In the U.S., government stimulus money is being used to bail out years of misguided investment in unsustainable autosprawl -- spread out buildings accessible only by motor vehicle. USD Billions in printed/borrowed money are being invested -- risking hyperinflation. But instead of investing in public transport and rail, most of the money is for autos, banks, and roads, propping up the same system that has failed. The plan is to have a recovery without inflation, but fossil-fuel prices stand in the way, and the dependence is being made worse. The U.S. government desperately wants to control the price of fossil-fuels, but even after massive military effort, it cannot.
Economist Abheek Barua lays it out:
...The upshot is that for most commodities there is a fundamental tendency for prices to rise. The fact that they tend to be traded as assets exaggerates this tendency and causes prices to flare up more than the simple arithmetic of demand and supply would suggest.
Thus the prospect of oil prices returning to $100 a barrel seems real. Could it derail the nascent recovery in the global economy that seems under way? Some (including Krugman perhaps) would argue that central banks should focus entirely on ‘core’ inflation and not try and fight price pressures in commodities by tightening money.

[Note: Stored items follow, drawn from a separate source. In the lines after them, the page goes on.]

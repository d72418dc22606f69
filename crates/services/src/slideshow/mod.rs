mod service;

// Public API of the slideshow subsystem.
pub use crate::error::SlideshowError;
pub use service::{SlideshowService, StageReport};
pub use woodland_core::model::{Direction, PendingNavigation, UploadFailure, UploadTicket};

A spurt in oil or other commodities would tend to be ephemeral and would not ‘embed’ itself into the economy unless real demand conditions picked up.
That, for any central bank, is a difficult call to take. It is certainly not one that the bond markets would buy into. They would tend to take cues more from headline inflation numbers rather than core inflation trends. Thus rising commodity price inflation is likely to translate into higher bond yields and higher interest rates in general...
--Abheek Barua chief economist, HDFC Bank, his "personal" views as published in the Business Standard

Monday, June 8, 2009

Auckland, NZ - Greens propose FPT for Students

Green Party Co-Leader Dr Russel Norman has today unveiled a bold plan to cut traffic congestion, reduce air pollution and help the economy.
“Our new Green Party policy will provide free public transport for all school students during school times and a 50 percent discount at other times. We would introduce the policy for a one-year trial, then review it.
“Our policy is particularly relevant to our biggest city Auckland. Any Aucklander will tell you that road congestion dramatically reduces during school holidays, when children aren’t being driven to school.” Scoop

Friday, June 5, 2009

"Build roads, drop bombs" policy - so stupid it's funny

The U.S. Government, enslaved to fossil-fuels and the autosprawl system, is ready to chop social services rather than give up its hopeless energy wars. With the annual federal deficit projected at $1.84 trillion, the U.S. Treasury secretary is laughed at by college students in China. The students can see how stupid is this chosen path. Now the chattering classes in the U.S. are ready to throw grandmothers on the street rather than give up their precious trips to the beef window in their gas guzzlers.

Simple solution - make all public transit free. Gradually eliminate all subsidy for oil, coal, and auto. Stop the energy wars. Gradually move back to walkable towns. Give the suburbs to the organic farmers.